José Celso Martinez Corrêa, morto nesta quinta-feira (6), aos 86 anos, marcou seu nome na história do teatro brasileiro a partir do final da década de 1950, com a fundação do Teatro Oficina, em 1958; a montagem de "O Rei da Vela" em 1967, adaptação do clássico modernista de mesmo nome escrito em Oswald de Andrade (1890-1954) em 1933; e por “Roda viva”, primeiro texto teatral de Chico Buarque, encenado em 1968, poucos meses antes do Ato Institucional Nº 5 (AI-5), que inauguraria o período mais violento da repressão da ditadura militar.

Com “Roda viva”, o diretor e dramaturgo — que morreu após ser internado no Hospital das Clínicas, em São Paulo, com queimaduras em 53% do corpo, causadas por um incêndio em seu apartamento — criou um dos maiores símbolos da luta contra a censura e pela liberdade de expressão. A comédia em dois atos fazia uma crítica à sociedade de consumo e a instituições tradicionais, como a família e a propriedade.

Além do conteúdo, o encenador inovou na forma, em uma abordagem brechtiana de romper o realismo da interpretação e envolver o espectador na cena, muitas vezes de forma radical: em um momento em que o elenco devorava um fígado de boi cru, o público da primeira fila invariavelmente era salpicado de sangue. A forma como os atores se dirigiam à plateia, por vezes com insultos e provocações, levou o crítico Anatol Rosenfeld a cunhar a expressão "teatro agressivo" para este tipo de montagem.

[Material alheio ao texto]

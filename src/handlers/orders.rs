use axum::{
    extract::{Path, Query, State},
    response::{Json, Response},
    routing::{get, patch, post},
    Router,
};
use chrono::{DateTime, Utc};
use rust_decimal::Decimal;
use serde::{Deserialize, Serialize};
use utoipa::{IntoParams, ToSchema};
use uuid::Uuid;

use super::{
    common::{created_response, PaginatedResponse},
    tracking::{CheckpointView, LedgerView},
};
use crate::{
    auth::Caller,
    entities::{order, OrderStatus, PaymentMethod},
    errors::ServiceError,
    services::{
        lifecycle::{TransitionOutcome, TransitionRequest},
        orders::{OrderFilter, Pagination, PlaceOrderRequest},
    },
    ApiResponse, ApiResult, AppState,
};

pub fn orders_routes() -> Router<AppState> {
    Router::new()
        .route("/", post(place_order).get(list_orders))
        .route("/mine", get(my_orders))
        .route("/number/:order_number", get(get_order_by_number))
        .route("/:id", get(get_order))
        .route("/:id/approve", patch(approve_order))
        .route("/:id/reject", patch(reject_order))
        .route("/:id/cancel", patch(cancel_order))
        .route("/:id/transition", post(transition_order))
}

/// Order as returned over HTTP.
#[derive(Debug, Clone, Serialize, ToSchema)]
pub struct OrderView {
    pub id: Uuid,
    pub order_number: String,
    pub buyer_id: Uuid,
    pub product_id: Uuid,
    pub product_title: String,
    pub quantity: i32,
    pub unit_price: Decimal,
    pub total_price: Decimal,
    pub first_name: String,
    pub last_name: String,
    pub email: String,
    pub contact_number: String,
    pub delivery_address: String,
    pub additional_notes: Option<String>,
    pub status: OrderStatus,
    pub payment_method: PaymentMethod,
    pub payment_status: String,
    pub approved_at: Option<DateTime<Utc>>,
    pub rejected_at: Option<DateTime<Utc>>,
    pub cancelled_at: Option<DateTime<Utc>>,
    pub created_at: DateTime<Utc>,
    pub updated_at: DateTime<Utc>,
    pub version: i32,
}

impl From<order::Model> for OrderView {
    fn from(m: order::Model) -> Self {
        Self {
            id: m.id,
            order_number: m.order_number,
            buyer_id: m.buyer_id,
            product_id: m.product_id,
            product_title: m.product_title,
            quantity: m.quantity,
            unit_price: m.unit_price,
            total_price: m.total_price,
            first_name: m.first_name,
            last_name: m.last_name,
            email: m.email,
            contact_number: m.contact_number,
            delivery_address: m.delivery_address,
            additional_notes: m.additional_notes,
            status: m.status,
            payment_method: m.payment_method,
            payment_status: m.payment_status,
            approved_at: m.approved_at,
            rejected_at: m.rejected_at,
            cancelled_at: m.cancelled_at,
            created_at: m.created_at,
            updated_at: m.updated_at,
            version: m.version,
        }
    }
}

/// An order with its tracking history.
#[derive(Debug, Serialize, ToSchema)]
pub struct OrderDetail {
    pub order: OrderView,
    pub tracking: Option<LedgerView>,
}

/// Result of a lifecycle change.
#[derive(Debug, Serialize, ToSchema)]
pub struct TransitionView {
    pub order: OrderView,
    pub checkpoint: CheckpointView,
}

impl From<TransitionOutcome> for TransitionView {
    fn from(outcome: TransitionOutcome) -> Self {
        Self {
            order: outcome.order.into(),
            checkpoint: outcome.checkpoint.into(),
        }
    }
}

#[derive(Debug, Default, Deserialize, IntoParams)]
pub struct ListOrdersQuery {
    /// Exact status match, e.g. `Pending` or `Quality Check`
    pub status: Option<OrderStatus>,
    /// Rows to skip (default: 0)
    pub skip: Option<u64>,
    /// Rows to return (default: 10, capped by configuration)
    pub limit: Option<u64>,
}

/// Optional reason attached to a reject or cancel.
#[derive(Debug, Default, Deserialize, ToSchema)]
pub struct DecisionNote {
    pub reason: Option<String>,
}

#[utoipa::path(
    post,
    path = "/api/v1/orders",
    request_body = PlaceOrderRequest,
    responses(
        (status = 201, description = "Order placed", body = ApiResponse<OrderView>),
        (status = 400, description = "Invalid quantity or order details", body = crate::errors::ErrorResponse),
        (status = 401, description = "Unauthorized", body = crate::errors::ErrorResponse),
        (status = 403, description = "Only approved buyers may order", body = crate::errors::ErrorResponse),
        (status = 404, description = "Product not found", body = crate::errors::ErrorResponse),
        (status = 503, description = "Catalog unavailable", body = crate::errors::ErrorResponse),
    ),
    security(("Bearer" = [])),
    tag = "Orders"
)]
pub async fn place_order(
    State(state): State<AppState>,
    caller: Caller,
    Json(request): Json<PlaceOrderRequest>,
) -> Result<Response, ServiceError> {
    let order = state.services.orders.create(&caller, request).await?;
    Ok(created_response(OrderView::from(order)))
}

#[utoipa::path(
    get,
    path = "/api/v1/orders",
    params(ListOrdersQuery),
    responses(
        (status = 200, description = "Orders, newest first", body = ApiResponse<PaginatedResponse<OrderView>>),
        (status = 401, description = "Unauthorized", body = crate::errors::ErrorResponse),
        (status = 403, description = "Staff only", body = crate::errors::ErrorResponse),
    ),
    security(("Bearer" = [])),
    tag = "Orders"
)]
pub async fn list_orders(
    State(state): State<AppState>,
    caller: Caller,
    Query(query): Query<ListOrdersQuery>,
) -> ApiResult<PaginatedResponse<OrderView>> {
    caller.require_staff()?;

    let pagination = Pagination {
        skip: query.skip.unwrap_or(0),
        limit: state.config.clamp_page_size(query.limit),
    };
    let filter = OrderFilter {
        status: query.status,
        buyer_id: None,
    };

    let page = state.services.orders.list(filter, pagination).await?;
    let items = page.items.into_iter().map(OrderView::from).collect();
    Ok(Json(ApiResponse::success(PaginatedResponse::new(
        items, page.total, page.skip, page.limit,
    ))))
}

#[utoipa::path(
    get,
    path = "/api/v1/orders/mine",
    responses(
        (status = 200, description = "The caller's orders", body = ApiResponse<Vec<OrderView>>),
        (status = 401, description = "Unauthorized", body = crate::errors::ErrorResponse),
    ),
    security(("Bearer" = [])),
    tag = "Orders"
)]
pub async fn my_orders(State(state): State<AppState>, caller: Caller) -> ApiResult<Vec<OrderView>> {
    let orders = state.services.orders.list_for_buyer(caller.id).await?;
    Ok(Json(ApiResponse::success(
        orders.into_iter().map(OrderView::from).collect(),
    )))
}

#[utoipa::path(
    get,
    path = "/api/v1/orders/{id}",
    params(("id" = Uuid, Path, description = "Order id")),
    responses(
        (status = 200, description = "Order and tracking history", body = ApiResponse<OrderDetail>),
        (status = 403, description = "Not the buyer or staff", body = crate::errors::ErrorResponse),
        (status = 404, description = "Order not found", body = crate::errors::ErrorResponse),
    ),
    security(("Bearer" = [])),
    tag = "Orders"
)]
pub async fn get_order(
    State(state): State<AppState>,
    caller: Caller,
    Path(id): Path<Uuid>,
) -> ApiResult<OrderDetail> {
    let order = state.services.orders.get_for_caller(&caller, id).await?;
    let tracking = match state.services.tracking.get_ledger(id).await {
        Ok(ledger) => Some(LedgerView::from(ledger)),
        Err(ServiceError::NotFound(_)) => None,
        Err(e) => return Err(e),
    };

    Ok(Json(ApiResponse::success(OrderDetail {
        order: order.into(),
        tracking,
    })))
}

#[utoipa::path(
    get,
    path = "/api/v1/orders/number/{order_number}",
    params(("order_number" = String, Path, description = "Human-readable order number, e.g. ORD-1741944600000-00A1B2")),
    responses(
        (status = 200, description = "Order", body = ApiResponse<OrderView>),
        (status = 403, description = "Not the buyer or staff", body = crate::errors::ErrorResponse),
        (status = 404, description = "Order not found", body = crate::errors::ErrorResponse),
    ),
    security(("Bearer" = [])),
    tag = "Orders"
)]
pub async fn get_order_by_number(
    State(state): State<AppState>,
    caller: Caller,
    Path(order_number): Path<String>,
) -> ApiResult<OrderView> {
    let order = state.services.orders.get_by_order_number(&order_number).await?;
    if !caller.can_view(order.buyer_id) {
        return Err(ServiceError::Forbidden(
            "You do not have access to this order".to_string(),
        ));
    }
    Ok(Json(ApiResponse::success(order.into())))
}

#[utoipa::path(
    patch,
    path = "/api/v1/orders/{id}/approve",
    params(("id" = Uuid, Path, description = "Order id")),
    responses(
        (status = 200, description = "Order approved", body = ApiResponse<TransitionView>),
        (status = 400, description = "Order is not pending", body = crate::errors::ErrorResponse),
        (status = 403, description = "Staff only", body = crate::errors::ErrorResponse),
        (status = 404, description = "Order not found", body = crate::errors::ErrorResponse),
        (status = 409, description = "Order changed concurrently", body = crate::errors::ErrorResponse),
    ),
    security(("Bearer" = [])),
    tag = "Orders"
)]
pub async fn approve_order(
    State(state): State<AppState>,
    caller: Caller,
    Path(id): Path<Uuid>,
) -> ApiResult<TransitionView> {
    let outcome = state.services.lifecycle.approve(&caller, id).await?;
    Ok(Json(ApiResponse::success(outcome.into())))
}

#[utoipa::path(
    patch,
    path = "/api/v1/orders/{id}/reject",
    params(("id" = Uuid, Path, description = "Order id")),
    request_body(content = Option<DecisionNote>, description = "Optional rejection reason"),
    responses(
        (status = 200, description = "Order rejected", body = ApiResponse<TransitionView>),
        (status = 400, description = "Order is not pending", body = crate::errors::ErrorResponse),
        (status = 403, description = "Staff only", body = crate::errors::ErrorResponse),
        (status = 404, description = "Order not found", body = crate::errors::ErrorResponse),
        (status = 409, description = "Order changed concurrently", body = crate::errors::ErrorResponse),
    ),
    security(("Bearer" = [])),
    tag = "Orders"
)]
pub async fn reject_order(
    State(state): State<AppState>,
    caller: Caller,
    Path(id): Path<Uuid>,
    body: Option<Json<DecisionNote>>,
) -> ApiResult<TransitionView> {
    let reason = body.and_then(|Json(note)| note.reason);
    let outcome = state.services.lifecycle.reject(&caller, id, reason).await?;
    Ok(Json(ApiResponse::success(outcome.into())))
}

#[utoipa::path(
    patch,
    path = "/api/v1/orders/{id}/cancel",
    params(("id" = Uuid, Path, description = "Order id")),
    request_body(content = Option<DecisionNote>, description = "Optional cancellation reason"),
    responses(
        (status = 200, description = "Order cancelled", body = ApiResponse<TransitionView>),
        (status = 400, description = "Order can no longer be cancelled", body = crate::errors::ErrorResponse),
        (status = 403, description = "Not allowed to cancel this order", body = crate::errors::ErrorResponse),
        (status = 404, description = "Order not found", body = crate::errors::ErrorResponse),
        (status = 409, description = "Order changed concurrently", body = crate::errors::ErrorResponse),
    ),
    security(("Bearer" = [])),
    tag = "Orders"
)]
pub async fn cancel_order(
    State(state): State<AppState>,
    caller: Caller,
    Path(id): Path<Uuid>,
    body: Option<Json<DecisionNote>>,
) -> ApiResult<TransitionView> {
    let reason = body.and_then(|Json(note)| note.reason);
    let outcome = state.services.lifecycle.cancel(&caller, id, reason).await?;
    Ok(Json(ApiResponse::success(outcome.into())))
}

#[utoipa::path(
    post,
    path = "/api/v1/orders/{id}/transition",
    params(("id" = Uuid, Path, description = "Order id")),
    request_body = TransitionRequest,
    responses(
        (status = 200, description = "Order moved to the requested status", body = ApiResponse<TransitionView>),
        (status = 400, description = "Illegal transition", body = crate::errors::ErrorResponse),
        (status = 403, description = "Caller may not request this transition", body = crate::errors::ErrorResponse),
        (status = 404, description = "Order not found", body = crate::errors::ErrorResponse),
        (status = 409, description = "Order changed concurrently", body = crate::errors::ErrorResponse),
    ),
    security(("Bearer" = [])),
    tag = "Orders"
)]
pub async fn transition_order(
    State(state): State<AppState>,
    caller: Caller,
    Path(id): Path<Uuid>,
    Json(request): Json<TransitionRequest>,
) -> ApiResult<TransitionView> {
    let outcome = state.services.lifecycle.transition(&caller, id, request).await?;
    Ok(Json(ApiResponse::success(outcome.into())))
}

Para além da incompreensão por parte da crítica, o espetáculo enfrentou uma questão mais grave no decorrer da temporada: invasão de teatro e agressão aos atores. No Teatro Princesa Isabel, no Rio, onde a peça estreou, grupos conservadores destróem o cenário e agridem os artistas. Em julho, já em São Paulo, o Comando de Caça aos Comunistas (CCC) invade o Teatro Ruth Escobar, destruindo poltronas, camarins e agredindo atores, entre eles, Marília Pêra, que substituía Marieta Severo na temporada paulista.

Em outubro, quando a peça chegou a Porto Alegre, a agressão foi pior, com cerca de 200 pessoas perseguindo e espancando equipe e elenco após a noite de estreia. Fugindo dos agressores, a atriz Elizabeth Gasper (que substituiu Marília Pêra) e o músico Zelão, seu marido, foram sequestrados e levados a um local ermo, onde foram ameaçados de morte. Obrigados a voltar a pé para a capital gaúcha, o casal encontrou o Teatro Leopoldina com a fachada toda pichada com palavras de ordem contra a "pornografia" e a "subversão". A montagem foi interrompida e, em seguida, censurada pelo regime militar. Cinquenta anos depois, o Oficina remontou o espetáculo em São Paulo (2018) e no Rio (2019), em versão atualizada.

Zé Celso morreu após ser internado no Hospital das Clínicas, em São Paulo, na manhã de terça-feira (4), com queimaduras em 53% do corpo, causadas por um incêndio em seu apartamento no bairro do Paraíso, Zona Sul da capital paulista, causado por uma falha no aquecedor da residência. Ele foi encaminhado para a Unidade de Tratamento Intensivo (UTI), onde foi entubado, mas não resistiu.